▸ **Prompt**:
Set down the lines of the data exactly, starting at the first and stopping after the line containing "#[derive(Debug, Clone, Copy)]".

▸ **Source data**:
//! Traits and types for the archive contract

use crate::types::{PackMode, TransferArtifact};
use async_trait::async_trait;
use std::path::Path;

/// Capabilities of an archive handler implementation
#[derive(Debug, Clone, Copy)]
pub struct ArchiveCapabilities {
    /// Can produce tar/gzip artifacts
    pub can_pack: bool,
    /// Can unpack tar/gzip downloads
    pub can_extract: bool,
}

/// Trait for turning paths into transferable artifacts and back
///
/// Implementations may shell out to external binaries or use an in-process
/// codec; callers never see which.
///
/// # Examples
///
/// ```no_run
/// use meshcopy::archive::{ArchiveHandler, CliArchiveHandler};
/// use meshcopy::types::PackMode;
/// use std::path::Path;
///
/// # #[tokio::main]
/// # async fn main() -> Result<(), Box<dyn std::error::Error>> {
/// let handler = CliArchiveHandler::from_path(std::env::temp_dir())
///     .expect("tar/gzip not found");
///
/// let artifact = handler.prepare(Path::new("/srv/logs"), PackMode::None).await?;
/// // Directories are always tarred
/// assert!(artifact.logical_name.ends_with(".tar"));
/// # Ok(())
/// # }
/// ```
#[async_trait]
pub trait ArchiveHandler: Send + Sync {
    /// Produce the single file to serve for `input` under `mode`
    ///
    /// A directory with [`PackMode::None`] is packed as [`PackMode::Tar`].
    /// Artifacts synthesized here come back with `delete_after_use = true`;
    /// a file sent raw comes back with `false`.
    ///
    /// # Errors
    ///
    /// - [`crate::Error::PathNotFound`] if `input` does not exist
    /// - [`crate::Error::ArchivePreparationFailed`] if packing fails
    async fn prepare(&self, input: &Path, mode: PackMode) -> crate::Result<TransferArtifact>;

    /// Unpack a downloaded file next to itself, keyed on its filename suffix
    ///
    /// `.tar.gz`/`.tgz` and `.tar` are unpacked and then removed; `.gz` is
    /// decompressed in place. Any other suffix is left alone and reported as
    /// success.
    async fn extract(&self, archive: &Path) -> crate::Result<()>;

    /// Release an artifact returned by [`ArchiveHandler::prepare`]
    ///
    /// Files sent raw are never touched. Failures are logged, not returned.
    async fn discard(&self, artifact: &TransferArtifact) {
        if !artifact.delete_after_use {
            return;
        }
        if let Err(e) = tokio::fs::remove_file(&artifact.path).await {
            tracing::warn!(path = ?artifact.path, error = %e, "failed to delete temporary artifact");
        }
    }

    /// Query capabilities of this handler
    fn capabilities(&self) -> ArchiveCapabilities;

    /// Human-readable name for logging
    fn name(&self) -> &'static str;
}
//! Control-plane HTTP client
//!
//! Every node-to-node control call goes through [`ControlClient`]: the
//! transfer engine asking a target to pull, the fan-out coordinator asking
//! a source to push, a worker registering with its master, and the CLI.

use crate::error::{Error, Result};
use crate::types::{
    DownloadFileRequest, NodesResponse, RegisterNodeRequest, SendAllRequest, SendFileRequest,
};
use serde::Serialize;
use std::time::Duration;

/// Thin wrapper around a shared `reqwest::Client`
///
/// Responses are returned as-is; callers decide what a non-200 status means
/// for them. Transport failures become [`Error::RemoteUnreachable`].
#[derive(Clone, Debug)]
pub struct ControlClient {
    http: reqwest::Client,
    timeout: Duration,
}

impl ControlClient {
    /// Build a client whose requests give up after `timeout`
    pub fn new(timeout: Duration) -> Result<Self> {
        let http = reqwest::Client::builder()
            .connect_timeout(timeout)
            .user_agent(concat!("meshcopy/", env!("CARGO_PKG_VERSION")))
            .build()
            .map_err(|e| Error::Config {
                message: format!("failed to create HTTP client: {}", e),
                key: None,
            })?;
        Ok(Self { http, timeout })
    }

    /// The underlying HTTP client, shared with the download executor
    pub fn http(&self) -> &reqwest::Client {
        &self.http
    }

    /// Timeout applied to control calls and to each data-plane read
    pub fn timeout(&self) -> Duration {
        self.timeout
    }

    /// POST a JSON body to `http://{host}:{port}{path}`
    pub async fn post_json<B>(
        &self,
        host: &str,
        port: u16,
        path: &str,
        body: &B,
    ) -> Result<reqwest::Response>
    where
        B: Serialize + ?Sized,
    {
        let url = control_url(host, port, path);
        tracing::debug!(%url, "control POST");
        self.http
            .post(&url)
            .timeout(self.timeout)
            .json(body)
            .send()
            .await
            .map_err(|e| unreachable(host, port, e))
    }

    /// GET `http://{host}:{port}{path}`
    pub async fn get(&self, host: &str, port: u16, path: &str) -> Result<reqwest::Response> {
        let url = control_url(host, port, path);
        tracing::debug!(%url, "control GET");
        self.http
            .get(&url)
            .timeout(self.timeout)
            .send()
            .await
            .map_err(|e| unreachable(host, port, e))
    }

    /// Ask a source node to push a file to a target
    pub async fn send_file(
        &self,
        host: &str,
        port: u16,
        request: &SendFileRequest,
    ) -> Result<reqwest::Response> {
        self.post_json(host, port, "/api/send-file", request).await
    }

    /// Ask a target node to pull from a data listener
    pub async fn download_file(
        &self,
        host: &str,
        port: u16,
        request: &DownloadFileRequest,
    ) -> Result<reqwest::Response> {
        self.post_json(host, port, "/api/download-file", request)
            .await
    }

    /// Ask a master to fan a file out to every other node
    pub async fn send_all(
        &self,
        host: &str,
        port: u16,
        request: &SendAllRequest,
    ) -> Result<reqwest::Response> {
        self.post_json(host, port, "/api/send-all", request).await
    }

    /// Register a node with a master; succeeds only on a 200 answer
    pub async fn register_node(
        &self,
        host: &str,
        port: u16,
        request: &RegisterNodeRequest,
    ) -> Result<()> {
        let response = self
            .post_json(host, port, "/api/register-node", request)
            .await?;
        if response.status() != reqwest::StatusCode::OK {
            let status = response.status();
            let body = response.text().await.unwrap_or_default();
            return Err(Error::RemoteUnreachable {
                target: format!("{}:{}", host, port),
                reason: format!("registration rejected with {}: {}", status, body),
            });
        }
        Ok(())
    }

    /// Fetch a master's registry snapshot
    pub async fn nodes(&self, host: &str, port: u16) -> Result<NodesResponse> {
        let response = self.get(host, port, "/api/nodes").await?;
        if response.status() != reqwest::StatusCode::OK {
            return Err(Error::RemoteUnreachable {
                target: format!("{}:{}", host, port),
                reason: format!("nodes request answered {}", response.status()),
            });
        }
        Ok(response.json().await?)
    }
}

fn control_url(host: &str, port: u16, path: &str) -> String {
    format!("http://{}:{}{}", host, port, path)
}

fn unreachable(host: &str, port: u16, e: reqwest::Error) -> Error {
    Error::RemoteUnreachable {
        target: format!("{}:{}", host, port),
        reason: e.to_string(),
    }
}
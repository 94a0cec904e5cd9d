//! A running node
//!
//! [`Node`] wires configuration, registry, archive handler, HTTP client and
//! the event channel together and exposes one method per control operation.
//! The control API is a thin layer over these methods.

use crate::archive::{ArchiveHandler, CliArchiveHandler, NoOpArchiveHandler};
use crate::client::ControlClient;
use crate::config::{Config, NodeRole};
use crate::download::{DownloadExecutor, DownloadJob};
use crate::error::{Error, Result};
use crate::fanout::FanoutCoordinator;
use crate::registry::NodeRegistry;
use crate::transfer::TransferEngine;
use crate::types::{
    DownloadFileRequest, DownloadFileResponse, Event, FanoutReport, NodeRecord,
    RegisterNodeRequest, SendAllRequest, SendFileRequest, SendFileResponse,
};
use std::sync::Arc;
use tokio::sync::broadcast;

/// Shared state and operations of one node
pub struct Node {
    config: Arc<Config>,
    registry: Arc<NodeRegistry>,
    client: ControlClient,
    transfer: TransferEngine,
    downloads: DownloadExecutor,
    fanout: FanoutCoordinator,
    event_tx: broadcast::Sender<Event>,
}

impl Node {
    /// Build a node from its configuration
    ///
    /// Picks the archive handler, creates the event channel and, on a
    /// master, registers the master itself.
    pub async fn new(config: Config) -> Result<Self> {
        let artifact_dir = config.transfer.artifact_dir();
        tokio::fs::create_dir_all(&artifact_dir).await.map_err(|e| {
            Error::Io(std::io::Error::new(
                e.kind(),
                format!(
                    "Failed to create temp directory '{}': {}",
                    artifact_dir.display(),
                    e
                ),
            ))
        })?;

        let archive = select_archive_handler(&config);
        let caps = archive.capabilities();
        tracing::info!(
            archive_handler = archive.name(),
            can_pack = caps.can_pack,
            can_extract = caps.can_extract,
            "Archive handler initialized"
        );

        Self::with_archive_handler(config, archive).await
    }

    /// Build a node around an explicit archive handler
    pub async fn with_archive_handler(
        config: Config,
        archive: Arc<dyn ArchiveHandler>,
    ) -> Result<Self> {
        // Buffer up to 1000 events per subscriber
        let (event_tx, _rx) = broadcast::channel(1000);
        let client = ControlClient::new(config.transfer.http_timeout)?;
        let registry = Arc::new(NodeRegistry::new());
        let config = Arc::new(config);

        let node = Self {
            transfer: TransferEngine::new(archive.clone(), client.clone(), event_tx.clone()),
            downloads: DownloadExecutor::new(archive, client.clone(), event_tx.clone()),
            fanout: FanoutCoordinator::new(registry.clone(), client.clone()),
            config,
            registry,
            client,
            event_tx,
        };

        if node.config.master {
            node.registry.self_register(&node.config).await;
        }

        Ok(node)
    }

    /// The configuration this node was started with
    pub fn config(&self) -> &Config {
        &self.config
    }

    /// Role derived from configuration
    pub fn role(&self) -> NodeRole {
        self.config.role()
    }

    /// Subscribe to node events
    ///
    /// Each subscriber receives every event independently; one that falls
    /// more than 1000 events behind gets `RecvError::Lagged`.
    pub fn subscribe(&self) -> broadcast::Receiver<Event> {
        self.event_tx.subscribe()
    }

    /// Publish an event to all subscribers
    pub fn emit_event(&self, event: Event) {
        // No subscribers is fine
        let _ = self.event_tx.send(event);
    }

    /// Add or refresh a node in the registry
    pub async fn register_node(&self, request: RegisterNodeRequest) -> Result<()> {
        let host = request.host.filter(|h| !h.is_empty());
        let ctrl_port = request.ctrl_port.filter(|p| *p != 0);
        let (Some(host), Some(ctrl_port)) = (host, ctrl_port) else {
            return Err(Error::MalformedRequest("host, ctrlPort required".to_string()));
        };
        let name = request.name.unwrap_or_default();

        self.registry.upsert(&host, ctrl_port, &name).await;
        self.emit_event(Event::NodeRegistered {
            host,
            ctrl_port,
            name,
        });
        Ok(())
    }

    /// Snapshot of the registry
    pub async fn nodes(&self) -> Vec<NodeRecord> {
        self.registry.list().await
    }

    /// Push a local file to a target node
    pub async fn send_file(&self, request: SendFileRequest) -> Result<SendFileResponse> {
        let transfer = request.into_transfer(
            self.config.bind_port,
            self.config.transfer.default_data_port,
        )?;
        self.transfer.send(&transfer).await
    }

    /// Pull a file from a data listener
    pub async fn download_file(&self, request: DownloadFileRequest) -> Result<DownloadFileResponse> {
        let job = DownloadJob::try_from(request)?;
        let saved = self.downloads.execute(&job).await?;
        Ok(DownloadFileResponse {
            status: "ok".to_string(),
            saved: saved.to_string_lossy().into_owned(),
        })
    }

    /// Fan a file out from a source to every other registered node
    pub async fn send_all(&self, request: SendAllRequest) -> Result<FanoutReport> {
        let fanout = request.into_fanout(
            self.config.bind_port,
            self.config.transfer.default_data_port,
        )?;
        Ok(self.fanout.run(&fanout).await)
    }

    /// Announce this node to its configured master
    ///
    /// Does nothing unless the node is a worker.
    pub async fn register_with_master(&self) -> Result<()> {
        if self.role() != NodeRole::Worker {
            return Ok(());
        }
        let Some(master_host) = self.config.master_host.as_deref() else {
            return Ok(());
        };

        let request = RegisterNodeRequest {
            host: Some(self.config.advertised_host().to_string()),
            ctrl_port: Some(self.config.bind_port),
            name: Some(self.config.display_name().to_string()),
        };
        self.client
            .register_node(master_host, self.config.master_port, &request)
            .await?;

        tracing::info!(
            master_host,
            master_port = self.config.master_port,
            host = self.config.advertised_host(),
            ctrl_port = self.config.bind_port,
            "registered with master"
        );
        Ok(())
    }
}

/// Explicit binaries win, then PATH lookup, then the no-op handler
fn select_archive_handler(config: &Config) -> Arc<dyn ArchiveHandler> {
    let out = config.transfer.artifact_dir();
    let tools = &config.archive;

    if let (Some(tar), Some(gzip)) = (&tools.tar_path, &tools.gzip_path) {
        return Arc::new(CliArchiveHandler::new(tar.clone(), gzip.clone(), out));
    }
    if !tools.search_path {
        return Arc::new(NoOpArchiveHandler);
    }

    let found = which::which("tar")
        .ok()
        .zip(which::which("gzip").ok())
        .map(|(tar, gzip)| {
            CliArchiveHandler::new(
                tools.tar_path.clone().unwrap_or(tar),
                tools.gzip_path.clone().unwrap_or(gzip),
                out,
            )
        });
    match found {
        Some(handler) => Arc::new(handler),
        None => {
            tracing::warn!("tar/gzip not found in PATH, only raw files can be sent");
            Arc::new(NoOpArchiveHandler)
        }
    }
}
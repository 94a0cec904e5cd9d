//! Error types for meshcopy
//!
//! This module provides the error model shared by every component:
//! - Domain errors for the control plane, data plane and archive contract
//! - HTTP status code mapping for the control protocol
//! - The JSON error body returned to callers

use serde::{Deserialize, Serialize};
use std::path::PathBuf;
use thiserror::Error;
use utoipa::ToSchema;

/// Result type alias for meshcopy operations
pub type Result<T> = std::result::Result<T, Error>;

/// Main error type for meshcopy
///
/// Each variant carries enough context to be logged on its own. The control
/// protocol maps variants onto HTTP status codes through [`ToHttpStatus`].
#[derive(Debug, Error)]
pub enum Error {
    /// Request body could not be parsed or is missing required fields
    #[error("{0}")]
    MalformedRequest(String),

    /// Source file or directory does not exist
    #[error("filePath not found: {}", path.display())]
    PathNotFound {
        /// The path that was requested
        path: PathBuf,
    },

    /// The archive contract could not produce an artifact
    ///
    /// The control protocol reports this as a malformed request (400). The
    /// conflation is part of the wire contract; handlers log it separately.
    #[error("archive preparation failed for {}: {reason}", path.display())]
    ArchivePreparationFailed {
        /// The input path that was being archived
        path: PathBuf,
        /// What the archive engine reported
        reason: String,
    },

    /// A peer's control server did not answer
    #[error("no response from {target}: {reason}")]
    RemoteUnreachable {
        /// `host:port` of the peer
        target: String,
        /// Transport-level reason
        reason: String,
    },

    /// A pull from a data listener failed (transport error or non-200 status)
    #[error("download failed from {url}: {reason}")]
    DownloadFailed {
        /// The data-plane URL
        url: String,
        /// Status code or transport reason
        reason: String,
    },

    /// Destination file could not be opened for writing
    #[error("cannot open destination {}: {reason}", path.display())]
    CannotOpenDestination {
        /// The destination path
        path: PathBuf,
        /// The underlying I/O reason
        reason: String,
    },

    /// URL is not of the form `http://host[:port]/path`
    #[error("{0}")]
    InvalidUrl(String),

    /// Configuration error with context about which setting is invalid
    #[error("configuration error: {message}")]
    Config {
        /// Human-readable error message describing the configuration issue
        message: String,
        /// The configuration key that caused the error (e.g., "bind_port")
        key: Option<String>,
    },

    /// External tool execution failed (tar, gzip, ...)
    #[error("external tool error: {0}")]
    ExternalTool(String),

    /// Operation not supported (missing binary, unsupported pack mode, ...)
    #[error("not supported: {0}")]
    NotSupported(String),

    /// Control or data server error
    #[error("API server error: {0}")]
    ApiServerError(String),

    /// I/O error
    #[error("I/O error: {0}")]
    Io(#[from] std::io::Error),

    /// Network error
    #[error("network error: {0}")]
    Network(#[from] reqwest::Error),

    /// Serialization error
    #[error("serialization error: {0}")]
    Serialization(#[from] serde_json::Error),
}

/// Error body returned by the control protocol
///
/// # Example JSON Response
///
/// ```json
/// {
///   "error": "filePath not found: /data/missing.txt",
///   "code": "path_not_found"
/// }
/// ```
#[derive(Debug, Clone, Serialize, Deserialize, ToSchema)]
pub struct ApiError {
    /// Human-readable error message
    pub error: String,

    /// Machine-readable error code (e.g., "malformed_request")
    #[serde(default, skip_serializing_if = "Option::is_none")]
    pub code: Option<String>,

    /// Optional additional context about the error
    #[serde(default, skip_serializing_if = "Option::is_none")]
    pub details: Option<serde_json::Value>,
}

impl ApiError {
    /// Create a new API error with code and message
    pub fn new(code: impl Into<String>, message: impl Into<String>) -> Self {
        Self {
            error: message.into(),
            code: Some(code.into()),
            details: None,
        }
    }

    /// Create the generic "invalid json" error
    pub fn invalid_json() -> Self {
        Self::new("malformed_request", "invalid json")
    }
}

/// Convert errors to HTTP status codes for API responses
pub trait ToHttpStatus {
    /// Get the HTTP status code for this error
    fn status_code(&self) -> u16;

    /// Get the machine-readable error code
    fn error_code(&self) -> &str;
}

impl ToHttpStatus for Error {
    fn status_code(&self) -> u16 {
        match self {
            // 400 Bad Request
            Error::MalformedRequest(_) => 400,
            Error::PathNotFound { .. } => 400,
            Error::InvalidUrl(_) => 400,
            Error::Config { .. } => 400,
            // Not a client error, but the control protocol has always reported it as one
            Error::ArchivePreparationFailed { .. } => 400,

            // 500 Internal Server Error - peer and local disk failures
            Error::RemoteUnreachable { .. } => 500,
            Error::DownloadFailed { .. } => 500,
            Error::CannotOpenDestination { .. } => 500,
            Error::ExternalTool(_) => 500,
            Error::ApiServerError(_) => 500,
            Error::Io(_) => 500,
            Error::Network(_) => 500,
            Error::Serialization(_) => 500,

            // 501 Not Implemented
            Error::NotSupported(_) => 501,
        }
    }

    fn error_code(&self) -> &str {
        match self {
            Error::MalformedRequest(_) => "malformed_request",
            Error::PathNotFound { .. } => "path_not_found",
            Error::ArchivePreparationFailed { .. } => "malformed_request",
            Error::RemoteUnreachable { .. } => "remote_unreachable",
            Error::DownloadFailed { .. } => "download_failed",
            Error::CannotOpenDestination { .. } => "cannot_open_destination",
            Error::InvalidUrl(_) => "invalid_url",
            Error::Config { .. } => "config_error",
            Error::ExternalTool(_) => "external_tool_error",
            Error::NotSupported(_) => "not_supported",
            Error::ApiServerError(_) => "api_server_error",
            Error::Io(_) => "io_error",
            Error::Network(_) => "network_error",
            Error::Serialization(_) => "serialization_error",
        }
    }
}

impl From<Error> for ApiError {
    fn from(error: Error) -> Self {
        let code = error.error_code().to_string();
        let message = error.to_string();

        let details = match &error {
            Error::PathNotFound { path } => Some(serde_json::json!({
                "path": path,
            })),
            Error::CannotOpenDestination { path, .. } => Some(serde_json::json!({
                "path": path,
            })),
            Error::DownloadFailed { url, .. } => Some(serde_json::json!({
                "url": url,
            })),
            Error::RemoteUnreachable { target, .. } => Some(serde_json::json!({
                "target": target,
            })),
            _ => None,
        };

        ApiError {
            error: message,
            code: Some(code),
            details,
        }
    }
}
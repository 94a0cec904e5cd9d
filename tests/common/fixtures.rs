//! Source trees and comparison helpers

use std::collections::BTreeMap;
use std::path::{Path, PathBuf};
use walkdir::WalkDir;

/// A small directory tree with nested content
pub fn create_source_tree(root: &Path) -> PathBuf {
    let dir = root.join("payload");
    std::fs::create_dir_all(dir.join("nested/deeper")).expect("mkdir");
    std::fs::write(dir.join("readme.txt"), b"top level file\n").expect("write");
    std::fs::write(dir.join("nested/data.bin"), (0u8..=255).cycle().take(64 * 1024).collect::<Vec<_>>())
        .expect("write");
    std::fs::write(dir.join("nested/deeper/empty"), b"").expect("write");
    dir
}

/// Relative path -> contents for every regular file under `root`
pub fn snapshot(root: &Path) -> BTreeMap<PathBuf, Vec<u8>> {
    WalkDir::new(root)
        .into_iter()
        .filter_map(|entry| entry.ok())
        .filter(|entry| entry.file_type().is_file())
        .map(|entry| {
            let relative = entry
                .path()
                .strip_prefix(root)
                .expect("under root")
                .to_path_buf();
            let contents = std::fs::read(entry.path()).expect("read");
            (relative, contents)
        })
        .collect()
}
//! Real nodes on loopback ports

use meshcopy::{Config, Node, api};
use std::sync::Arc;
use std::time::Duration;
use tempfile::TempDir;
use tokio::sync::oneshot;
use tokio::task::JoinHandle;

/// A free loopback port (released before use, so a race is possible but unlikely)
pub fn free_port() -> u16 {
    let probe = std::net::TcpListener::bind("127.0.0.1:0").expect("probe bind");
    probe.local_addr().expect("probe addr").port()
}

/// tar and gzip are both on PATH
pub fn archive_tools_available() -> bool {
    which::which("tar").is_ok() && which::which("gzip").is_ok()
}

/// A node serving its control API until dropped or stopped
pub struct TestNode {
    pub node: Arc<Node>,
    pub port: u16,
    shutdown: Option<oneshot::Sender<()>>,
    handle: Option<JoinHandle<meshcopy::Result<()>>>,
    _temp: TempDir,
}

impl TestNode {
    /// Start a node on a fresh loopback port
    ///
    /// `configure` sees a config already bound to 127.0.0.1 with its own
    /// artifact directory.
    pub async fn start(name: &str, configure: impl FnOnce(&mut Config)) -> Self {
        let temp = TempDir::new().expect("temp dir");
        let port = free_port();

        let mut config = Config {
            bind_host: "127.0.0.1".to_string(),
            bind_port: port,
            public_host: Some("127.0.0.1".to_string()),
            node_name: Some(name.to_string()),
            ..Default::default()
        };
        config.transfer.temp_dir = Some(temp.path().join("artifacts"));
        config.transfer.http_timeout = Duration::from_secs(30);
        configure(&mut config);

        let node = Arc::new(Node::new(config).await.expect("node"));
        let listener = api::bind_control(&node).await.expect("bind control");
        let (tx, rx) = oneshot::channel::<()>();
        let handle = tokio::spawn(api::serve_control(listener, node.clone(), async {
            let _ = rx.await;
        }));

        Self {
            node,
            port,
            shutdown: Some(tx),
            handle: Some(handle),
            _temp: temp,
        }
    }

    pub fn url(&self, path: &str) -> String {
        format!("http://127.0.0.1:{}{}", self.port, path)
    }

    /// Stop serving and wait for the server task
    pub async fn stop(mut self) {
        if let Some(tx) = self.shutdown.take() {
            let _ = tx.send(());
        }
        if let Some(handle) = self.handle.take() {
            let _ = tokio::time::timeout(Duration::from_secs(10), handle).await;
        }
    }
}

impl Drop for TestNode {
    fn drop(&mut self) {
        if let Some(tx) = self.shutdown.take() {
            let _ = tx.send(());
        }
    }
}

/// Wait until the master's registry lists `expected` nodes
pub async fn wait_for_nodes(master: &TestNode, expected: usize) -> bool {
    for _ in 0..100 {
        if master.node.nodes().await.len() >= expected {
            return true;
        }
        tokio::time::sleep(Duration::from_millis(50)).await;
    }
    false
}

▸ **Answer to this exercise**:
//! Traits and types for the archive contract

use crate::types::{PackMode, TransferArtifact};
use async_trait::async_trait;
use std::path::Path;

/// Capabilities of an archive handler implementation
#[derive(Debug, Clone, Copy)]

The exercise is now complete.